Synopsis: When a gigantic great white shark begins to menace the small island community of Amity, a police chief, a marine scientist and grizzled fisherman set out to stop it.
Stars: Roy Scheider, Robert Shaw, Richard Dreyfuss, Lorraine Gary, Murray Hamilton, Susan Backlinie
Director: Steven Spielberg
Running Length: 124 minutes
TMMM Score: (11/10)
As someone who is in the business (okay, hobby) of reviewing movies and being known as a fan of the silver screen, I’m often asked what my favorite film is. Though at times I may wish I could be someone that would say Modern Times, Animal Crackers, Casablanca, The Graduate, The Godfather Part II, or Grease 2 (kidding…or am I?) I always ALWAYS have a one word answer: Jaws.
You see, for me the most honest experience at a movie is when I am totally swept into and away with the thrill of it all and thrills is something Jaws has in spades. It’s too smart of a film to be kept inside the monster movie genre and too gung-ho about getting a rise out of its audience to be relegated to mere classic cinema status and put on the shelf with other well-made movies that aren’t nearly as re-watchable.
In 2013 Jaws turns 38 and though I’ve lost count over the years I’d bet my viewings of the film number in the triple digits. It’s one of the very few films where I can’t remember the first time I saw it…and that’s saying something because I’m known to have a fairly good memory for when (and where) I’ve seen most moves in my life (go ahead, quiz me!). All I remember is one day Jaws came into my life on a VHS copy and my changed for the better. After that sharks were the #1 obsession of mine and though I wasn’t one of the viewers too scared to go back in the water after (living in a landlocked state will do that to you) I’ll admit to dog paddling a little easier knowing I could see the bottom of whatever body of water I was taking a dip in.
Another special memory of Jaws is that shortly after my parents met they saw it at a sold out theater in Iowa. My mom remembers that they had to sit in the front row and she’s had a hard time seeing the film over the years because it scared her so bad. If I could travel back in time I’m not ashamed to admit that attending a screening of Jaws when it was first released in theaters would be one of my top five choices.

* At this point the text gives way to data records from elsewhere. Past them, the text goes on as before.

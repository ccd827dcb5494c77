//! Point marker shapes.

use super::{Triangulation, Triangulator};
use crate::feature::visit_coords;
use crate::style::EncodedFeature;
use geo_types::{Coord, Geometry};
use std::f32::consts::{FRAC_PI_2, FRAC_PI_4, TAU};

/// Floats per point vertex: anchor position (3).
pub const POINT_STRIDE: usize = 3;

/// Marker outline drawn at each point.
#[derive(Debug, Clone, Copy, Default, PartialEq, Eq)]
pub enum PointShape {
    #[default]
    Circle,
    Hexagon,
    Square,
    Triangle,
}

impl PointShape {
    /// Parses a shape name. Unknown names return `None`.
    pub fn from_name(name: &str) -> Option<Self> {
        match name.trim().to_ascii_lowercase().as_str() {
            "circle" => Some(PointShape::Circle),
            "hexagon" => Some(PointShape::Hexagon),
            "square" => Some(PointShape::Square),
            "triangle" => Some(PointShape::Triangle),
            _ => None,
        }
    }

    /// Number of rim vertices.
    pub fn sides(&self) -> u32 {
        match self {
            PointShape::Circle => 24,
            PointShape::Hexagon => 6,
            PointShape::Square => 4,
            PointShape::Triangle => 3,
        }
    }

    fn start_angle(&self) -> f32 {
        match self {
            PointShape::Circle => 0.0,
            PointShape::Hexagon | PointShape::Triangle => FRAC_PI_2,
            PointShape::Square => FRAC_PI_4,
        }
    }
}

/// Builds one marker polygon per point.
///
/// Every rim vertex sits at the point position; its normal is the unit
/// direction to the rim, which the vertex shader scales by the point size in
/// pixels. Non-point geometry is marked at its bounding box center.
#[derive(Debug, Clone, Copy, Default, PartialEq, Eq)]
pub struct PointTriangulator {
    /// Shape used when the feature has no valid encoded shape
    pub shape: PointShape,
}

impl PointTriangulator {
    pub fn new(shape: PointShape) -> Self {
        Self { shape }
    }
}

impl Triangulator for PointTriangulator {
    fn name(&self) -> &'static str {
        "point"
    }

    fn triangulate(&self, feature: &EncodedFeature<'_>) -> Triangulation {
        let shape = feature
            .shape
            .as_deref()
            .and_then(PointShape::from_name)
            .unwrap_or(self.shape);

        let mut anchors = Vec::new();
        match &feature.feature.geometry {
            geometry @ (Geometry::Point(_) | Geometry::MultiPoint(_)) => {
                visit_coords(geometry, &mut |c| anchors.push(c))
            }
            _ => anchors.extend(feature.feature.anchor()),
        }

        let mut mesh = Triangulation::empty(POINT_STRIDE);
        let mut normals = Vec::new();
        for anchor in anchors {
            push_marker(anchor, shape, &mut mesh, &mut normals);
        }
        mesh.normals = Some(normals);
        mesh
    }
}

fn push_marker(anchor: Coord<f64>, shape: PointShape, mesh: &mut Triangulation, normals: &mut Vec<f32>) {
    let sides = shape.sides();
    let base = mesh.vertex_count() as u32;
    let step = TAU / sides as f32;

    for i in 0..sides {
        let (sin, cos) = (shape.start_angle() + step * i as f32).sin_cos();
        mesh.vertices
            .extend_from_slice(&[anchor.x as f32, anchor.y as f32, 0.0]);
        normals.extend_from_slice(&[cos, sin, 0.0]);
    }
    for i in 1..sides - 1 {
        mesh.indices.extend_from_slice(&[base, base + i, base + i + 1]);
    }
}

#[cfg(test)]
mod tests {
    use super::*;
    use crate::feature::{Feature, Properties};
    use geo_types::{polygon, MultiPoint, Point};

    fn markers(geometry: Geometry<f64>, shape: Option<&str>) -> Triangulation {
        let feature = Feature::new(0, geometry, Properties::new());
        let mut encoded = EncodedFeature::plain(0, &feature);
        encoded.shape = shape.map(str::to_string);
        PointTriangulator::default().triangulate(&encoded)
    }

    #[test]
    fn test_shape_names() {
        assert_eq!(PointShape::from_name("Hexagon"), Some(PointShape::Hexagon));
        assert_eq!(PointShape::from_name("square"), Some(PointShape::Square));
        assert_eq!(PointShape::from_name("star"), None);
    }

    #[test]
    fn test_encoded_shape_overrides_default() {
        let mesh = markers(Geometry::Point(Point::new(1.0, 2.0)), Some("triangle"));
        assert_eq!(mesh.vertex_count(), 3);
        assert_eq!(mesh.indices, vec![0, 1, 2]);
        assert_eq!(mesh.vertex(1), &[1.0, 2.0, 0.0]);
    }

    #[test]
    fn test_unknown_shape_falls_back() {
        let mesh = markers(Geometry::Point(Point::new(0.0, 0.0)), Some("star"));
        assert_eq!(mesh.vertex_count(), PointShape::Circle.sides() as usize);
    }

    #[test]
    fn test_multi_point_markers_are_indexed_per_point() {
        let mesh = markers(
            Geometry::MultiPoint(MultiPoint(vec![Point::new(0.0, 0.0), Point::new(5.0, 5.0)])),
            Some("square"),
        );
        assert_eq!(mesh.vertex_count(), 8);
        assert_eq!(mesh.indices, vec![0, 1, 2, 0, 2, 3, 4, 5, 6, 4, 6, 7]);
        assert!(mesh.indices_in_bounds());

        for i in 0..mesh.vertex_count() {
            let n = mesh.normal(i);
            assert!(((n[0] * n[0] + n[1] * n[1]).sqrt() - 1.0).abs() < 1e-6);
        }
    }

    #[test]
    fn test_polygon_marked_at_center() {
        let mesh = markers(
            Geometry::Polygon(polygon![
                (x: 0.0, y: 0.0),
                (x: 4.0, y: 0.0),
                (x: 4.0, y: 2.0),
                (x: 0.0, y: 2.0),
            ]),
            Some("hexagon"),
        );
        assert_eq!(mesh.vertex_count(), 6);
        assert_eq!(mesh.vertex(0), &[2.0, 1.0, 0.0]);
    }
}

Luckily, the popularity of the film has guaranteed that some theater will have it on the big screen once or twice a year and I find it hard to resist buying a ticket any time I see one pop up. I love sitting through the film packed in a crowded theater and hearing the screams, laughs, and shrieks that Steven Spielberg’s landmark film can still elicit all these years later.
Having seen every documentary and read all the material on the famously shaky making of Jaws in the summer of 1974, there’s not a lot about the film and its production that I don’t know. A greater appreciation for the final product develops every time I hear about the pain of filming at sea and the frustration with a mechanical shark that rarely worked. Still, without these roadblocks I’m not entirely positive that the film would have wound up as fantastically entertaining as it did.
Adapted from Peter Benchley’s runaway bestseller by the author and Carl Gottlieb, Universal Studios knew they had the makings of a huge money maker…if only they could assemble the right team to make the film. Enter young director Spielberg (Lincoln, Jurassic Park), fresh from directing The Sugarland Express which was lauded by critics but ignored by audiences. Decidedly green but possessing a crackerjack eye for film technique, Spielberg wasn’t even sure of himself but faced a trial by fire as he and his crew attempted a daring shoot on location in Martha’s Vineyard under the watchful eye of its residents.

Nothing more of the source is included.